'If Beale Street Could Talk' Review
Barry Jenkins is at the top of his game with If Beale Street Could Talk.
Release Date: December 25, 2018
MPAA Rating: R
A woman in Harlem desperately scrambles to prove her fiancé innocent of a crime while carrying their first child.
Director: Barry Jenkins
Screenwriters: Barry Jenkins, James Baldwin
Producers: Megan Ellison, Dede Gardner, Barry Jenkins, Jeremy Kleiner, Sara Murphy, Adele Romanski
Cast: KiKi Layne (Tish Rivers), Stephan James (Alonzo ‘Fonny’ Hunt), Regina King (Sharon Rivers), Colman Domingo (Joseph Rivers), Teyonah Parris (Ernestine Rivers), Michael Beach (Frank Hunt), Aunjanue Ellis (Mrs. Hunt), Ebony Obsidian (Adrienne Hunt), Dominique Thorne (Sheila Hunt), Diego Luna (Pedrocito), Finn Wittrock (Hayward), Ed Skrein (Officer Bell), Emily Rios (Victoria Rogers), Pedro Pascal (Pietro Alvarez), Brian Tyree Henry (Daniel Carty), Dave Franco (Levy)
Editors: Joi McMillon, Nat Sanders
Cinematographer: James Laxton
Production Designer: Mark Friedberg
Casting Director: Cindy Tolan
Music Score: Nicholas Britell
Production
Although he was hardly an unknown, director Barry Jenkins came seemingly from out of nowhere to win the Oscar for Best Picture a couple of years back with Moonlight. So how does the visionary filmmaker follow it up? With an adaptation of a James Baldwin novel. Enter If Beale Street Could Talk.

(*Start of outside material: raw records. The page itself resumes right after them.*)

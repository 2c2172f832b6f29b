//! Rename: simple moves, replacement, cross-directory moves, exchange.

mod common;

use common::{cred, randbuf, FsEnv};
use volufs::Error;

#[test]
fn rename_within_directory() {
    let env = FsEnv::new();
    let root = env.root();
    let (ino, fh) = env.create(root, "old");
    env.release(fh);
    env.fs().rename_op(root, b"old", root, b"new", 0, cred()).unwrap();
    assert!(env.lookup(root, "old").is_none());
    assert_eq!(env.lookup(root, "new").unwrap().ino, ino);
}

#[test]
fn rename_across_directories() {
    let env = FsEnv::new();
    let root = env.root();
    let d1 = env.mkdir(root, "d1");
    let d2 = env.mkdir(root, "d2");
    let (ino, fh) = env.create(d1, "f");
    let buf = randbuf(10000, 1);
    env.write_read(ino, &buf, 0);
    env.release(fh);
    env.fs().rename_op(d1, b"f", d2, b"f2", 0, cred()).unwrap();
    assert!(env.lookup(d1, "f").is_none());
    let moved = env.lookup(d2, "f2").unwrap();
    assert_eq!(moved.ino, ino);
    let back = env.fs().read_op(ino, 0, buf.len()).unwrap();
    assert_eq!(back, buf);
}

#[test]
fn rename_directory_updates_nlink_and_dotdot() {
    let env = FsEnv::new();
    let root = env.root();
    let d1 = env.mkdir(root, "d1");
    let d2 = env.mkdir(root, "d2");
    let sub = env.mkdir(d1, "sub");
    let d1_nlink = env.getattr(d1).nlink;
    let d2_nlink = env.getattr(d2).nlink;
    env.fs().rename_op(d1, b"sub", d2, b"sub", 0, cred()).unwrap();
    assert_eq!(env.getattr(d1).nlink, d1_nlink - 1);
    assert_eq!(env.getattr(d2).nlink, d2_nlink + 1);
    let dotdot = env.fs().lookup_op(sub, b"..", cred()).unwrap();
    assert_eq!(dotdot.ino, d2);
}

#[test]
fn rename_replaces_file() {
    let env = FsEnv::new();
    let root = env.root();
    let (a, fha) = env.create(root, "a");
    let (_b, fhb) = env.create(root, "b");
    env.release(fha);
    env.release(fhb);
    let files_free = env.statfs().nfiles_free;
    env.fs().rename_op(root, b"a", root, b"b", 0, cred()).unwrap();
    assert!(env.lookup(root, "a").is_none());
    assert_eq!(env.lookup(root, "b").unwrap().ino, a);
    // The replaced inode was reclaimed.
    assert_eq!(env.statfs().nfiles_free, files_free + 1);
}

#[test]
fn rename_noreplace_fails_on_existing() {
    let env = FsEnv::new();
    let root = env.root();
    let (_, fha) = env.create(root, "a");
    let (_, fhb) = env.create(root, "b");
    env.release(fha);
    env.release(fhb);
    let err = env
        .fs()
        .rename_op(root, b"a", root, b"b", libc::RENAME_NOREPLACE, cred())
        .unwrap_err();
    assert!(matches!(err, Error::Exists));
}

#[test]
fn rename_replace_nonempty_directory_fails() {
    let env = FsEnv::new();
    let root = env.root();
    let d1 = env.mkdir(root, "d1");
    let d2 = env.mkdir(root, "d2");
    let (_, fh) = env.create(d2, "child");
    env.release(fh);
    let err = env.fs().rename_op(root, b"d1", root, b"d2", 0, cred()).unwrap_err();
    assert!(matches!(err, Error::NotEmpty));
    let _ = d1;
}

#[test]
fn rename_file_over_directory_fails() {
    let env = FsEnv::new();
    let root = env.root();
    let (_, fh) = env.create(root, "f");
    env.release(fh);
    let _ = env.mkdir(root, "d");
    let err = env.fs().rename_op(root, b"f", root, b"d", 0, cred()).unwrap_err();
    assert!(matches!(err, Error::IsDir));
}

#[test]
fn rename_into_own_subtree_fails() {
    let env = FsEnv::new();
    let root = env.root();
    let d1 = env.mkdir(root, "d1");
    let d2 = env.mkdir(d1, "d2");
    let err = env.fs().rename_op(root, b"d1", d2, b"d1", 0, cred()).unwrap_err();
    assert!(matches!(err, Error::Invalid));
}

#[test]
fn exchange_swaps_inos() {
    let env = FsEnv::new();
    let root = env.root();
    let (a, fha) = env.create(root, "a");
    let (b, fhb) = env.create(root, "b");
    env.release(fha);
    env.release(fhb);
    env.fs()
        .rename_op(root, b"a", root, b"b", libc::RENAME_EXCHANGE, cred())
        .unwrap();
    assert_eq!(env.lookup(root, "a").unwrap().ino, b);
    assert_eq!(env.lookup(root, "b").unwrap().ino, a);
}

#[test]
fn exchange_requires_both_entries() {
    let env = FsEnv::new();
    let root = env.root();
    let (_, fh) = env.create(root, "only");
    env.release(fh);
    let err = env
        .fs()
        .rename_op(root, b"only", root, b"ghost", libc::RENAME_EXCHANGE, cred())
        .unwrap_err();
    assert!(matches!(err, Error::NotFound));
}

#[test]
fn exchange_across_directories() {
    let env = FsEnv::new();
    let root = env.root();
    let d1 = env.mkdir(root, "d1");
    let d2 = env.mkdir(root, "d2");
    let sub = env.mkdir(d1, "x");
    let (f, fh) = env.create(d2, "x");
    env.release(fh);
    let d1_nlink = env.getattr(d1).nlink;
    let d2_nlink = env.getattr(d2).nlink;
    env.fs()
        .rename_op(d1, b"x", d2, b"x", libc::RENAME_EXCHANGE, cred())
        .unwrap();
    assert_eq!(env.lookup(d1, "x").unwrap().ino, f);
    assert_eq!(env.lookup(d2, "x").unwrap().ino, sub);
    // The directory moved from d1 to d2; `..` counts follow.
    assert_eq!(env.getattr(d1).nlink, d1_nlink - 1);
    assert_eq!(env.getattr(d2).nlink, d2_nlink + 1);
    let dotdot = env.fs().lookup_op(sub, b"..", cred()).unwrap();
    assert_eq!(dotdot.ino, d2);
}

#[test]
fn rename_same_name_is_noop() {
    let env = FsEnv::new();
    let root = env.root();
    let (ino, fh) = env.create(root, "same");
    env.release(fh);
    env.fs().rename_op(root, b"same", root, b"same", 0, cred()).unwrap();
    assert_eq!(env.lookup(root, "same").unwrap().ino, ino);
}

If Beale Street Could Talk is about a young New York African-American couple named Tish and Fonny (KiKi Layne from the upcoming Captive State and Stephan James from Selma) who are in love, engaged, and expecting a child. All is well until Fonny is accused of rape and tossed in jail. Knowing that he is innocent, Tish and her family, along with Fonny’s family and an expensive lawyer, all strive to gather evidence that will prove Fonny’s innocence.
That’s the short synopsis. There’s a lot more going on in If Beale Street Could Talk than is able to be summed up in a single paragraph. Barry Jenkins adapted Baldwin’s book into the screenplay himself, and the story is a multi-layered examination of relationships, family loyalty, and the faith that love brings to people. The movie isn’t really a feel-good hit, but it is a surprisingly optimistic portrait of urban family life, considering the frustrating and maddening trials and tribulations that the characters are up against.
The beauty of If Beale Street Could Talk is not just in the narrative. Jenkins is a master at world building, and every detail is precise and exact, from the special occasion bottle of Hennessy that Tish’s family breaks out when she announces her pregnancy to the seventies chic wallpaper that decorates the modest apartment itself. The audience gets to know these people by being immersed in their world, and that’s only effective because of the subtleties and nuances of Jenkin’s vision.
In a way, If Beale Street Could Talk is two different movies, part love story and part crime drama, but everything is so entwined with itself that the audience hardly notices. When Tish’s mother goes to Puerto Rico to track down someone who can clear Fonny’s name, it’s not done in a cop show kind of way, it’s done because Tish’s mother (played wonderfully by Regina King from Boyz n the Hood, Poetic Justice, and Higher Learning) shares her daughter’s love for – and faith in – Fonny.
Like Moonlight, there is a political and social message to If Beale Street Could Talk, and that may be off-putting to some. And that’s a shame, because the people who are going to be put off by the film are the ones who should see it most.
Directing
Barry Jenkins’ direction in If Beale Street Could Talk is flawless. If Beale Street Could Talk moves slowly, purposely plodding its way through its narrative, with every aspect of the film, from the photography to the score, from the dialogue to the performances, all deliberately and meticulously on the same page. This is Barry Jenkins showing off his confidence in his filmmaking, unapologetically taking his audience along for a snail’s paced ride that both challenges and entertains them.
The film jumps around non-linearly, allowing Jenkins to reveal – or not reveal – certain essential story elements at just the right time to let all of the pieces fall into place. Those pieces don’t all land neatly, but that just goes with the theme of the movie; life takes time, and things don’t always end up where you want them to. If Beale Street Could Talk is Barry Jenkins at the top of this game.